# WHAT TO WORK ON:
The answer must be every line of the records in which the string "main" appears.

# MATERIAL PROVIDED:
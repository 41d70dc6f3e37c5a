//! Error types for the line-oriented front end

use thiserror::Error;

use crate::transposition::TransposeError;

/// Failure while handling one line of user input
#[derive(Debug, Error)]
pub enum FrontendError {
    /// The line carries no `@offset` suffix
    #[error("No transpose constant found!")]
    MissingOffsetMarker,

    #[error(transparent)]
    Transpose(#[from] TransposeError),

    #[error("I/O error: {0}")]
    Io(#[from] std::io::Error),

    /// Token dump could not be rendered as JSON
    #[error("JSON serialization error: {0}")]
    Json(#[from] serde_json::Error),
}
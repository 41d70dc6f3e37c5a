//! Line-oriented front end
//!
//! Reads one line of the form `<progression> @<offset>` (offset: optional
//! minus sign and one or two digits), transposes the part before the `@`
//! and reports the result.

pub mod errors;

pub use errors::FrontendError;

use log::{debug, warn};
use once_cell::sync::Lazy;
use regex::Regex;
use std::io::{BufRead, Write};

use crate::transposition::transpose_chords;

pub const BANNER: &str = "Chord transposer v1.0";
pub const USAGE: &str =
    "Please enter a chord progression followed by \"@t\" where \"t\" is transpose constant in semitones (-12...12).";
pub const EXAMPLE: &str =
    "Example: F/Bb C F/Bb C G#maj7 F/G G Cm Cm/B G#maj7 Fm7 Gm7 G7 Cm Csus2 C @-2";
pub const PROMPT: &str = ">:";
pub const RESULT_PREFIX: &str = "Transposed progression: ";

// ASCII digits only; `\d` would also accept other scripts' decimal digits.
static OFFSET_MARKER: Lazy<Regex> =
    Lazy::new(|| Regex::new(r"@-?[0-9]{1,2}").expect("offset marker pattern is valid"));

/// Split `line` at the first `@offset` marker
///
/// Returns the text before the `@` and the parsed offset. Anything after
/// the marker is ignored.
///
/// # Examples
/// - "C G @-2" → ("C G ", -2)
/// - "Am @123" → ("Am ", 12)   (at most two digits are read)
pub fn split_offset_marker(line: &str) -> Result<(&str, i32), FrontendError> {
    let found = OFFSET_MARKER
        .find(line)
        .ok_or(FrontendError::MissingOffsetMarker)?;

    let marker = &found.as_str()[1..];
    let (sign, digits) = match marker.strip_prefix('-') {
        Some(digits) => (-1, digits),
        None => (1, marker),
    };
    let offset = sign * digits.bytes().fold(0, |n, b| n * 10 + i32::from(b - b'0'));

    Ok((&line[..found.start()], offset))
}

/// Transpose one raw input line
pub fn transpose_line(line: &str) -> Result<String, FrontendError> {
    let (progression, offset) = split_offset_marker(line)?;
    debug!("progression {:?}, offset {}", progression, offset);
    Ok(transpose_chords(progression, offset)?)
}

/// Run one prompt/answer exchange over the given streams
///
/// A missing `@offset` is reported on `output` and is not an error; unknown
/// notes and I/O failures are returned to the caller.
pub fn run_interactive<R: BufRead, W: Write>(mut input: R, mut output: W) -> Result<(), FrontendError> {
    writeln!(output, "{}", BANNER)?;
    writeln!(output, "{}", USAGE)?;
    writeln!(output, "{}", EXAMPLE)?;
    write!(output, "{}", PROMPT)?;
    output.flush()?;

    let mut line = String::new();
    input.read_line(&mut line)?;
    let line = line.trim_end_matches(['\r', '\n']);

    respond(line, &mut output)
}

/// Answer a single line: print the transposed progression or the missing-marker notice
pub fn respond<W: Write>(line: &str, output: &mut W) -> Result<(), FrontendError> {
    match transpose_line(line) {
        Ok(result) => {
            writeln!(output, "{}{}", RESULT_PREFIX, result)?;
            Ok(())
        }
        Err(FrontendError::MissingOffsetMarker) => {
            warn!("no @offset marker in {:?}", line);
            writeln!(output, "{}", FrontendError::MissingOffsetMarker)?;
            Ok(())
        }
        Err(e) => Err(e),
    }
}
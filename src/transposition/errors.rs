//! Error types for chord transposition
//!
//! Hard failures only. A progression without any note tokens is not an
//! error; it is reported through the `NO_CHORDS_FOUND` sentinel.

use thiserror::Error;

/// Failure while transposing a progression
#[derive(Debug, Clone, PartialEq, Eq, Error)]
pub enum TransposeError {
    /// A located token has no entry in the read table (e.g. "Cb", "E#", "H#")
    #[error("Unknown note: '{0}'")]
    UnknownNote(String),

    /// The reconstructor was handed a spelling list that does not line up with the tokens
    #[error("Spelling count mismatch: {tokens} tokens but {spellings} spellings")]
    SpellingCountMismatch { tokens: usize, spellings: usize },
}
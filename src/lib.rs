//! Chord Transposer
//!
//! Shifts every chord root in free-form text by a number of semitones while
//! leaving chord qualities, slashes and spacing untouched. Usable as a Rust
//! library, from JavaScript through the WASM API, or from the command line.

pub mod models;
pub mod parse;
pub mod transposition;
pub mod frontend;
pub mod api;

// Re-export commonly used types
pub use models::{read_pitch, write_pitch, PitchClass};
pub use parse::{tokenize, Token, Tokens};
pub use transposition::{transpose_chords, transpose_pitch, transpose_progression, TransposeError, NO_CHORDS_FOUND};

#[cfg(target_arch = "wasm32")]
use wasm_bindgen::prelude::*;

// This is like the `main` function, but for WASM modules.
#[cfg(target_arch = "wasm32")]
#[wasm_bindgen(start)]
pub fn main() {
    #[cfg(feature = "console_error_panic_hook")]
    console_error_panic_hook::set_once();

    #[cfg(feature = "console_log")]
    if let Err(e) = console_log::init_with_level(log::Level::Debug) {
        wasm_warn!("logger already initialized: {}", e);
    }

    log::info!("Chord transposer WASM module initialized");
}
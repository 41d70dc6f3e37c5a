//! Chord progression transposition pipeline
//!
//! tokenize → read pitch → shift → write pitch → reconstruct.
//! Pure functions over the static pitch tables; safe to call from anywhere.

use log::debug;

use crate::models::pitch_class::{read_pitch, write_pitch};
use crate::parse::tokenize;
use crate::transposition::reconstruct::reconstruct;
use crate::transposition::semitone::transpose_pitch;
use crate::transposition::TransposeError;

/// Returned by `transpose_chords` when the text contains no note tokens
pub const NO_CHORDS_FOUND: &str = "No chords found!";

/// Transpose every note in `progression` by `offset` semitones
///
/// Returns `Ok(None)` when nothing in the text looks like a note. Any token
/// missing from the read table fails the whole call; no partial output is
/// produced.
pub fn transpose_progression(
    progression: &str,
    offset: i32,
) -> Result<Option<String>, TransposeError> {
    let tokens = tokenize(progression);
    if tokens.is_empty() {
        debug!("no note tokens in {:?}", progression);
        return Ok(None);
    }

    let spellings = tokens
        .iter()
        .map(|token| read_pitch(&token.text).map(|pitch| write_pitch(transpose_pitch(pitch, offset))))
        .collect::<Result<Vec<_>, _>>()?;

    debug!("transposed {} notes by {} semitones", tokens.len(), offset);

    reconstruct(progression, &tokens, &spellings).map(Some)
}

/// Transpose a progression, answering `NO_CHORDS_FOUND` for note-free input
///
/// # Examples
/// - ("F/Bb C", -2) → "Eb/G# Bb"
/// - ("G#maj7", 1) → "Amaj7"
/// - ("", 3) → "No chords found!"
pub fn transpose_chords(progression: &str, offset: i32) -> Result<String, TransposeError> {
    Ok(transpose_progression(progression, offset)?.unwrap_or_else(|| NO_CHORDS_FOUND.to_string()))
}

#[cfg(test)]
mod tests {
    use super::*;

    #[test]
    fn test_slash_chords_down_a_tone() {
        // Pitch class 12 is always written G#, even when read as Ab
        assert_eq!(transpose_chords("F/Bb C", -2).unwrap(), "Eb/G# Bb");
    }

    #[test]
    fn test_empty_input_sentinel() {
        assert_eq!(transpose_chords("", 3).unwrap(), NO_CHORDS_FOUND);
        assert_eq!(transpose_chords("m7 sus4 / |", 3).unwrap(), "No chords found!");
        assert_eq!(transpose_progression("", 3).unwrap(), None);
    }

    #[test]
    fn test_full_octave_identity() {
        assert_eq!(transpose_chords("Cm G7", 12).unwrap(), "Cm G7");
    }

    #[test]
    fn test_wrap_past_g_sharp() {
        assert_eq!(transpose_chords("G#maj7", 1).unwrap(), "Amaj7");
    }

    #[test]
    fn test_long_progression() {
        let progression = "F/Bb C F/Bb C G#maj7 F/G G Cm Cm/B G#maj7 Fm7 Gm7 G7 Cm Csus2 C";
        assert_eq!(
            transpose_chords(progression, -2).unwrap(),
            "Eb/G# Bb Eb/G# Bb F#maj7 Eb/F F Bbm Bbm/A F#maj7 Ebm7 Fm7 F7 Bbm Bbsus2 Bb"
        );
    }

    #[test]
    fn test_zero_offset_normalizes_spelling() {
        assert_eq!(transpose_chords("Db A# Gb H", 0).unwrap(), "C# Bb F# B");
    }

    #[test]
    fn test_unknown_note_fails_whole_call() {
        assert_eq!(
            transpose_chords("C E# G", 2),
            Err(TransposeError::UnknownNote("E#".to_string()))
        );
        assert!(transpose_progression("Cb", 0).is_err());
    }

    #[test]
    fn test_non_ascii_text_passes_through() {
        assert_eq!(transpose_chords("é C♯ Am/H", 1).unwrap(), "C#♯ Bbm/C");
        assert_eq!(transpose_chords("C → G ♪", 2).unwrap(), "D → A ♪");
    }

    #[test]
    fn test_leading_text_dropped() {
        assert_eq!(transpose_chords("chords: Am F", 3).unwrap(), "Cm G#");
    }
}
//! Parsing module for chord progressions
//!
//! Locates note spellings inside free-form text.

pub mod tokens;

pub use tokens::*;
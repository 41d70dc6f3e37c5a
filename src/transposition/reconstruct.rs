/// Progression reconstruction
///
/// Rebuilds the output text from the located tokens and their replacement
/// spellings. Each replacement is followed by the original text up to the
/// next token (or the end of input for the last one).
///
/// Text in front of the first token is not emitted: "Key: C" transposed by
/// +2 comes back as "D". Callers that need a prefix kept must split it off
/// before transposing.

use crate::parse::Token;
use crate::transposition::TransposeError;

pub fn reconstruct<S: AsRef<str>>(
    original: &str,
    tokens: &[Token],
    spellings: &[S],
) -> Result<String, TransposeError> {
    if tokens.len() != spellings.len() {
        return Err(TransposeError::SpellingCountMismatch {
            tokens: tokens.len(),
            spellings: spellings.len(),
        });
    }

    let mut output = String::with_capacity(original.len() + tokens.len());

    for (i, (token, spelling)) in tokens.iter().zip(spellings).enumerate() {
        let gap_end = tokens.get(i + 1).map_or(original.len(), |next| next.start);
        output.push_str(spelling.as_ref());
        output.push_str(&original[token.end..gap_end]);
    }

    Ok(output)
}
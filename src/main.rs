//! Command-line front end for the chord transposer
//!
//! Without arguments it prompts for one `<progression> @<offset>` line.
//! A line may also be passed directly, or the offset given with `--offset`.

use std::io::{self, BufRead, Write};
use std::process::ExitCode;

use clap::Parser;
use tracing_subscriber::EnvFilter;

use chord_transposer::frontend::{self, FrontendError};
use chord_transposer::{tokenize, transpose_chords};

#[derive(Parser, Debug)]
#[command(name = "chord-transposer", version, about = "Transpose chord progressions by semitones")]
struct Args {
    /// Input line, e.g. "F/Bb C G#maj7 @-2" (prompted for when omitted)
    line: Option<String>,

    /// Semitone offset; when set, LINE (or one line of stdin) is the bare progression
    #[arg(short, long, allow_hyphen_values = true)]
    offset: Option<i32>,

    /// Print the located note tokens (of LINE or one line of stdin) as JSON instead of transposing
    #[arg(long)]
    tokens: bool,

    /// Enable debug logging (overridden by RUST_LOG)
    #[arg(short, long)]
    verbose: bool,
}

fn init_logging(verbose: bool) {
    let default_level = if verbose { "debug" } else { "warn" };
    let filter = EnvFilter::try_from_default_env().unwrap_or_else(|_| EnvFilter::new(default_level));
    if let Err(e) = tracing_subscriber::fmt()
        .with_env_filter(filter)
        .with_writer(io::stderr)
        .try_init()
    {
        eprintln!("logging disabled: {}", e);
    }
}

/// LINE if given, otherwise one line read from `input`
fn line_or_read<R: BufRead>(line: Option<String>, input: &mut R) -> io::Result<String> {
    match line {
        Some(line) => Ok(line),
        None => {
            let mut line = String::new();
            input.read_line(&mut line)?;
            Ok(line.trim_end_matches(['\r', '\n']).to_string())
        }
    }
}

fn run<R: BufRead, W: Write>(args: Args, mut input: R, mut out: W) -> Result<(), FrontendError> {
    if args.tokens {
        let text = line_or_read(args.line, &mut input)?;
        writeln!(out, "{}", serde_json::to_string_pretty(&tokenize(&text))?)?;
        return Ok(());
    }

    match (args.line, args.offset) {
        (Some(line), None) => frontend::respond(&line, &mut out),
        (None, None) => frontend::run_interactive(input, out),
        (line, Some(offset)) => {
            let progression = line_or_read(line, &mut input)?;
            writeln!(out, "{}", transpose_chords(&progression, offset)?)?;
            Ok(())
        }
    }
}

fn main() -> ExitCode {
    let args = Args::parse();
    init_logging(args.verbose);

    match run(args, io::stdin().lock(), io::stdout().lock()) {
        Ok(()) => ExitCode::SUCCESS,
        Err(e) => {
            eprintln!("Error: {}", e);
            ExitCode::FAILURE
        }
    }
}

#[cfg(test)]
mod tests {
    use super::*;
    use chord_transposer::{Token, TransposeError};

    fn run_with(argv: &[&str], stdin: &str) -> (Result<(), FrontendError>, String) {
        let args = Args::try_parse_from(std::iter::once("chord-transposer").chain(argv.iter().copied())).unwrap();
        let mut out = Vec::new();
        let result = run(args, stdin.as_bytes(), &mut out);
        (result, String::from_utf8(out).unwrap())
    }

    #[test]
    fn test_offset_with_line() {
        let (result, out) = run_with(&["--offset", "-2", "F/Bb C"], "");
        assert!(result.is_ok());
        assert_eq!(out, "Eb/G# Bb\n");
    }

    #[test]
    fn test_offset_reads_stdin() {
        let (result, out) = run_with(&["-o", "1"], "G#maj7\r\n");
        assert!(result.is_ok());
        assert_eq!(out, "Amaj7\n");
    }

    #[test]
    fn test_offset_unknown_note_fails() {
        let (result, _) = run_with(&["--offset", "1", "E#"], "");
        assert!(matches!(result, Err(FrontendError::Transpose(TransposeError::UnknownNote(_)))));
    }

    #[test]
    fn test_tokens_with_line() {
        let (result, out) = run_with(&["--tokens", "F/Bb"], "");
        assert!(result.is_ok());
        let tokens: Vec<Token> = serde_json::from_str(&out).unwrap();
        assert_eq!(tokens, vec![Token::new("F", 0), Token::new("Bb", 2)]);
    }

    #[test]
    fn test_tokens_reads_stdin() {
        let (result, out) = run_with(&["--tokens"], "Am C\n");
        assert!(result.is_ok());
        let tokens: Vec<Token> = serde_json::from_str(&out).unwrap();
        assert_eq!(tokens, vec![Token::new("A", 0), Token::new("C", 3)]);
    }

    #[test]
    fn test_line_without_offset_flag() {
        let (result, out) = run_with(&["Cm G7 @12"], "");
        assert!(result.is_ok());
        assert_eq!(out, "Transposed progression: Cm G7 \n");
    }

    #[test]
    fn test_interactive_prompt() {
        let (result, out) = run_with(&[], "C G\n");
        assert!(result.is_ok());
        assert!(out.ends_with(">:No transpose constant found!\n"));
    }
}
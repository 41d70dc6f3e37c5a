/// Semitone transposition over the twelve pitch classes
///
/// Arithmetic is 1-based modulo 12: `((pitch - 1 + offset) mod 12) + 1`,
/// widened to i64 so any i32 offset wraps correctly.

use crate::models::PitchClass;

/// Shift a pitch class by `offset` semitones (negative = down)
pub fn transpose_pitch(pitch: PitchClass, offset: i32) -> PitchClass {
    let shifted = (i64::from(pitch.index()) - 1 + i64::from(offset)).rem_euclid(12);
    PitchClass::ALL[shifted as usize]
}
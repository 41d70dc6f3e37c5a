pub mod chords;
pub mod errors;
pub mod reconstruct;
pub mod semitone;

pub use chords::{transpose_chords, transpose_progression, NO_CHORDS_FOUND};
pub use errors::TransposeError;
pub use reconstruct::reconstruct;
pub use semitone::transpose_pitch;
use std::fmt;
use std::path::PathBuf;
use thiserror::Error;

/// A node entry that carries an `inputs` block but no `class_type`.
#[derive(Debug, Clone, PartialEq, Eq)]
pub struct NodeIssue {
    pub node_id: String,
    pub title: String,
}

impl fmt::Display for NodeIssue {
    fn fmt(&self, f: &mut fmt::Formatter<'_>) -> fmt::Result {
        write!(f, "Node #{} ({}) is missing 'class_type'", self.node_id, self.title)
    }
}

fn join_issues(issues: &[NodeIssue]) -> String {
    issues.iter().map(ToString::to_string).collect::<Vec<_>>().join("\n")
}

#[derive(Debug, Error)]
pub enum FormatError {
    #[error("Invalid workflow format:\n{}", join_issues(.issues))]
    MissingClassType { issues: Vec<NodeIssue> },

    #[error("Workflow must be a JSON object, got {0}")]
    NotAnObject(&'static str),

    #[error("UI workflow conversion failed: {0:#}")]
    Conversion(anyhow::Error),
}

#[derive(Debug, Error)]
pub enum BatchError {
    #[error(transparent)]
    Format(#[from] FormatError),

    #[error("Batch not found: {0}")]
    NotFound(String),

    #[error("Batch has no input sets")]
    EmptyBatch,

    #[error("Upload of '{}' failed in job {index}: {source:#}", .path.display())]
    Upload {
        index: usize,
        path: PathBuf,
        source: anyhow::Error,
    },

    #[error("Engine failure in job {index}: {source:#}")]
    Engine { index: usize, source: anyhow::Error },

    #[error("Could not connect to engine at {server}: {source:#}")]
    Connect { server: String, source: anyhow::Error },

    #[error("I/O error: {0}")]
    Io(#[from] std::io::Error),
}

impl BatchError {
    /// Job index the failure happened in, if it is tied to one.
    pub fn job_index(&self) -> Option<usize> {
        match self {
            BatchError::Upload { index, .. } | BatchError::Engine { index, .. } => Some(*index),
            _ => None,
        }
    }
}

# SOLVED EXERCISE:
// This is like the `main` function, but for WASM modules.
pub fn main() {
filename src/main.rs
fn main() -> ExitCode {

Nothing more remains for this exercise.